Non ho chiesto niente. Quando mia madre era ancora con noi, non ho mai pensato a cosa sarebbe successo al suo appartamento. Era il suo mondo: un piccolo soggiorno con un divano logoro, una cucina dove ogni domenica odorava di brodo, un balcone con gerani che lei annaffiava sempre con tanta tenacia. Era il suo posto, il suo angolo sicuro.
Quando è morta, sono rimasta con tutto questo: l’odore del suo profumo nell’armadio, le tracce delle foto che ho scattato dalle pareti per pulirle. Solo allora, in un ufficio notarile, ho scoperto che questo appartamento è stato registrato da me.
Ricordo che il notaio parlava con calma, meccanicamente. E ho sentito solo l’eco nella mia testa: “questo è tuo”. E ho sentito la gratitudine crescere dentro di me, ma anche qualcosa di un peso. Perché sapevo che mia madre l’aveva fatto per amore-voleva che avessi il mio posto, la mia casa. Ma sapevo anche che non sarebbe stato facile.
I fratelli lo scoprirono pochi giorni dopo. Pensavo che avrebbero capito. Cosa diranno: “Questa è la sua volontà, è così che voleva”. Ma la prima cosa che ho sentito è stata:
– Sei sempre stata la sua preferita. Sei sempre stata migliore di noi.
E poi:
– Non e ‘ giusto. Dobbiamo dividerlo.
Li guardavo e sentivo la mia voce incastrarsi in gola. Volevo gridare: “non sono io! Non l’ho deciso io!”. Ma non ho detto niente. Perche ‘ avevo paura che sembrasse una scusa.
Per tutta la vita ho cercato di essere qualcuno che non crea problemi. Quando mia madre aveva bisogno di aiuto, lo era. Quando era malata, la portavo dal dottore, facevo la spesa, preparavo i pranzi. Ma non ho mai pensato che fosse una sorta di” capitale ” che sarebbe mai tornato. L’ho fatto perché l’amavo.
E adesso? Ora sento che ogni gesto che faccio viene valutato attraverso la lente di questo appartamento. È come se tutto ciò che era tra noi – vacanze condivise, sorrisi, lacrime – fosse improvvisamente scomparso sotto il peso di quei quarantasei metri quadrati.
Non riesco a dormire la sera.

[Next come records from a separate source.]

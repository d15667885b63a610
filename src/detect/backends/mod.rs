pub mod scripted;

#[cfg(feature = "backend-tract")]
pub mod tract;

pub use scripted::{ScriptedBackend, ScriptedFrame};

#[cfg(feature = "backend-tract")]
pub use tract::TractBackend;
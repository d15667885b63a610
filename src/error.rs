use thiserror::Error;

/// Errors raised by the guidance core.
///
/// An empty detection set is not an error; it simply means nothing to announce.
#[derive(Debug, Clone, PartialEq, Eq, Error)]
pub enum GuidanceError {
    #[error("invalid frame geometry {width}x{height}: dimensions must be positive")]
    InvalidGeometry { width: u32, height: u32 },
    #[error("degenerate bounding box: x1={x1} must be less than x2={x2}")]
    DegenerateBox { x1: i32, x2: i32 },
}
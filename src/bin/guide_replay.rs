//! guide_replay - offline replay of a recorded detection script
//!
//! Feeds scripted detections through the guidance session on a manual clock
//! and prints what would have been spoken. No camera or audio is touched.

use anyhow::{anyhow, Result};
use clap::Parser;
use std::path::PathBuf;
use std::time::Duration;

use doorway_guide::{
    detect::read_script, Clock, FrameGeometry, GuidanceSession, LogSpeech, ManualClock,
    DEFAULT_ANNOUNCEMENT_INTERVAL, DOOR_LABEL,
};

#[derive(Parser, Debug)]
#[command(author, version, about)]
struct Args {
    /// JSON detection script.
    script: PathBuf,
    /// Frame width in pixels.
    #[arg(long, default_value_t = 960)]
    width: u32,
    /// Frame height in pixels.
    #[arg(long, default_value_t = 540)]
    height: u32,
    /// Frame rate used for entries without `at_secs`.
    #[arg(long, default_value_t = 30)]
    fps: u32,
    /// Announcement interval in seconds.
    #[arg(long)]
    interval: Option<f64>,
    /// Class label to guide toward.
    #[arg(long, default_value = DOOR_LABEL)]
    label: String,
}

fn main() -> Result<()> {
    env_logger::Builder::from_env(env_logger::Env::default().default_filter_or("warn")).init();
    let args = Args::parse();
    if args.fps == 0 {
        return Err(anyhow!("fps must be >= 1"));
    }
    let interval = match args.interval {
        Some(secs) if secs.is_finite() && secs > 0.0 => seconds(secs)?,
        Some(_) => return Err(anyhow!("interval must be greater than zero")),
        None => DEFAULT_ANNOUNCEMENT_INTERVAL,
    };

    let mut script = read_script(&args.script)?;
    script.sort_by_key(|entry| entry.frame);

    let geometry = FrameGeometry::compute(args.width, args.height)?;
    let mut session =
        GuidanceSession::new(geometry, args.label, interval, Box::new(LogSpeech::new()))?;
    let clock = ManualClock::new();

    for entry in &script {
        let at = match entry.at_secs {
            Some(secs) if secs.is_finite() && secs >= 0.0 => seconds(secs)?,
            Some(secs) => return Err(anyhow!("frame {}: invalid at_secs {}", entry.frame, secs)),
            None => seconds((entry.frame - 1) as f64 / args.fps as f64)?,
        };
        clock.set(at);
        let outcome = session.process_frame(&entry.detections, clock.now());
        // The gate only ever admits the first well-formed detection of a frame.
        for (i, instruction) in outcome.instructions.iter().enumerate() {
            let verdict = if i == 0 && outcome.spoken.is_some() {
                "SPOKEN"
            } else {
                "suppressed"
            };
            println!(
                "t={:>7.2}s frame={:<6} {:<10} {:?}/{:?} {}",
                at.as_secs_f64(),
                entry.frame,
                verdict,
                instruction.zone,
                instruction.distance,
                instruction.phrase
            );
        }
        if outcome.rejected > 0 {
            println!(
                "t={:>7.2}s frame={:<6} rejected {} malformed detection(s)",
                at.as_secs_f64(),
                entry.frame,
                outcome.rejected
            );
        }
    }

    let stats = session.stats();
    println!("replay summary:");
    println!("  frames: {}", stats.frames);
    println!("  instructions: {}", stats.instructions);
    println!("  spoken: {}", stats.spoken);
    println!("  suppressed: {}", stats.suppressed);
    println!("  rejected: {}", stats.rejected);
    Ok(())
}

fn seconds(secs: f64) -> Result<Duration> {
    Duration::try_from_secs_f64(secs)
        .map_err(|e| anyhow!("{} seconds is out of range: {}", secs, e))
}
//! Synthetic frame source (`stub://`).
//!
//! Produces deterministic gradient frames at the configured resolution. The
//! pixels carry no doorway; pair it with a scripted detector.

use anyhow::{anyhow, Result};

use super::{FrameSource, SourceConfig, SourceStats};
use crate::frame::{rgb_len, Frame};

pub struct SyntheticSource {
    config: SourceConfig,
    frame_count: u64,
    connected: bool,
}

impl SyntheticSource {
    pub fn new(config: SourceConfig) -> Result<Self> {
        if !config.url.starts_with("stub://") {
            return Err(anyhow!("synthetic source requires a stub:// url"));
        }
        rgb_len(config.width, config.height)?;
        Ok(Self {
            config,
            frame_count: 0,
            connected: false,
        })
    }

    fn generate_pixels(&self) -> Result<Vec<u8>> {
        let mut pixels = vec![0u8; rgb_len(self.config.width, self.config.height)?];
        for (i, pixel) in pixels.iter_mut().enumerate() {
            *pixel = ((i as u64 + self.frame_count) % 256) as u8;
        }
        Ok(pixels)
    }
}

impl FrameSource for SyntheticSource {
    fn connect(&mut self) -> Result<()> {
        self.connected = true;
        log::info!(
            "SyntheticSource: connected to {} ({}x{})",
            self.config.url,
            self.config.width,
            self.config.height
        );
        Ok(())
    }

    fn resolution(&self) -> (u32, u32) {
        (self.config.width, self.config.height)
    }

    fn next_frame(&mut self) -> Result<Option<Frame>> {
        if !self.connected {
            return Err(anyhow!("synthetic source not connected"));
        }
        if self
            .config
            .max_frames
            .is_some_and(|max| self.frame_count >= max)
        {
            return Ok(None);
        }
        self.frame_count += 1;
        let pixels = self.generate_pixels()?;
        Frame::new(
            pixels,
            self.config.width,
            self.config.height,
            self.frame_count,
        )
        .map(Some)
    }

    fn is_healthy(&self) -> bool {
        self.connected
    }

    fn stats(&self) -> SourceStats {
        SourceStats {
            frames_captured: self.frame_count,
            url: self.config.url.clone(),
        }
    }
}
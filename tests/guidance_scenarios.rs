use std::sync::atomic::AtomicBool;
use std::time::Duration;

use doorway_guide::output::{open_recorder, RecorderConfig};
use doorway_guide::{
    classify, session, BackendRegistry, BoundingBox, Detection, Distance, FrameGeometry,
    FrameSource, GuidanceError, GuidanceSession, LogSpeech, ManualClock, ScriptedBackend,
    ScriptedFrame, SourceConfig, SyntheticSource, Zone,
};

fn door(x1: i32, x2: i32) -> Detection {
    Detection::new("door", BoundingBox::new(x1, 0, x2, 50))
}

fn geometry() -> FrameGeometry {
    FrameGeometry::compute(900, 540).expect("geometry")
}

#[test]
fn scenario_a_left_far() {
    let g = geometry();
    assert_eq!((g.left_bound, g.right_bound), (300, 600));
    assert!((g.distance_threshold - 90.0).abs() < 1e-9);

    let d = door(100, 140);
    assert_eq!(d.bounding_box.center_x(), 120);
    assert_eq!(d.bounding_box.width(), 40);

    let i = classify(&d, &g).unwrap();
    assert_eq!((i.zone, i.distance), (Zone::Left, Distance::Far));
    assert_eq!(i.phrase, "door is on the left; rotate left to approach.");
}

#[test]
fn scenario_b_right_near() {
    let i = classify(&door(650, 800), &geometry()).unwrap();
    assert_eq!((i.zone, i.distance), (Zone::Right, Distance::Near));
    assert_eq!(i.phrase, "door is on the right; no rotation needed.");
}

#[test]
fn scenario_c_center_near() {
    let i = classify(&door(400, 500), &geometry()).unwrap();
    assert_eq!((i.zone, i.distance), (Zone::Center, Distance::Near));
    assert_eq!(i.phrase, "door is centered and close.");
}

#[test]
fn invalid_geometry_is_fatal() {
    assert!(matches!(
        FrameGeometry::compute(0, 540),
        Err(GuidanceError::InvalidGeometry { .. })
    ));
}

#[test]
fn throttle_speaks_at_zero_and_seven_only() {
    let mut s = GuidanceSession::new(
        geometry(),
        "door",
        Duration::from_secs(6),
        Box::new(LogSpeech::new()),
    )
    .unwrap();

    let spoken: Vec<u64> = [0u64, 3, 7]
        .into_iter()
        .filter(|&t| {
            s.process_frame(&[door(100, 140)], Duration::from_secs(t))
                .spoken
                .is_some()
        })
        .collect();
    assert_eq!(spoken, vec![0, 7]);
    assert_eq!(s.stats().suppressed, 1);
}

#[test]
fn scripted_pipeline_end_to_end() {
    let mut source = SyntheticSource::new(SourceConfig {
        url: "stub://corridor".to_string(),
        target_fps: 30,
        width: 900,
        height: 540,
        max_frames: Some(4),
    })
    .unwrap();
    source.connect().unwrap();
    let (w, h) = source.resolution();
    let g = FrameGeometry::compute(w, h).unwrap();

    let mut detectors = BackendRegistry::new();
    detectors.register(ScriptedBackend::new(vec![
        ScriptedFrame {
            frame: 1,
            at_secs: None,
            detections: vec![
                Detection::new("window", BoundingBox::new(0, 0, 50, 50)),
                door(650, 800),
            ],
        },
        ScriptedFrame {
            frame: 2,
            at_secs: None,
            detections: vec![door(500, 500)],
        },
        ScriptedFrame {
            frame: 4,
            at_secs: None,
            detections: vec![door(400, 500)],
        },
    ]));

    let mut s = GuidanceSession::new(g, "door", Duration::from_secs(6), Box::new(LogSpeech::new()))
        .unwrap();
    let dir = tempfile::tempdir().unwrap();
    let recording = dir.path().join("corridor.rgb");
    let mut recorder = open_recorder(RecorderConfig {
        path: recording.clone(),
        width: w,
        height: h,
        fps: 30,
    })
    .unwrap();
    let stop = AtomicBool::new(false);
    let stats = session::run(
        &mut source,
        &mut detectors,
        &mut s,
        Some(recorder.as_mut()),
        &ManualClock::new(),
        &stop,
    )
    .unwrap();

    assert_eq!(stats.frames_recorded, 4);
    assert_eq!(recorder.frames_written(), 4);
    let bytes = std::fs::metadata(&recording).unwrap().len();
    assert_eq!(bytes, 4 * 900 * 540 * 3);

    assert_eq!(stats.frames, 4);
    assert_eq!(stats.detections, 4);
    assert_eq!(stats.spoken, 1);
    assert_eq!(stats.suppressed, 1);
    assert_eq!(stats.rejected, 1);
}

Mi sdraio e mi chiedo: “forse dovrei darglielo? Forse non dovrei accettare nulla se fa così male a tutti?”. Ma poi ricordo mia madre che mi accarezzava la testa e diceva:”voglio che tu sia al sicuro quando sono via”.
Ieri ho ricevuto una telefonata dall’anziana vicina di mamma, pani Kristina.
Tua madre ha sempre detto che sei il suo più grande orgoglio, ha detto. – Sai che non era solo una proprietà. Era il suo modo di dirti:”meriti il tuo posto”.
E poi qualcosa è scoppiato in me. Mi sono reso conto che questo appartamento non riguarda i soldi, non riguarda la “giustizia” o la “divisione”. Riguarda la mamma che vede qualcosa di importante in me. E che la sua voce, sebbene già silenziosa, mi dice ancora: “questo è per te”.
Non so ancora cosa fare con tutto questo. I fratelli continuano a chiamare-una volta con calma, una volta con rimprovero. Dicono: “dividiamolo equamente”. E sono ancora titubante, perché ho paura di perdere la mia famiglia. Ho paura che diventerò un estraneo per loro.
Ma so anche che se mi arrendo ora, sarà come dire: “non merito quello che mia madre voleva darmi”. E io non lo voglio. Perché ho diritto a questo posto tanto quanto avevo diritto al suo amore.
Stasera sono seduto in questo appartamento. Odora ancora di sapone, vale la sua vecchia sedia. Mi sento a casa qui,a casa mia. E anche se non so come andrà a finire, so una cosa: non voglio più vivere come se ogni mia mossa fosse chiedere il permesso.
Perché mia madre non mi ha lasciato solo muri. È il potere di dire: “questo è mio. E non è l’avidità,è l’amore che dura”.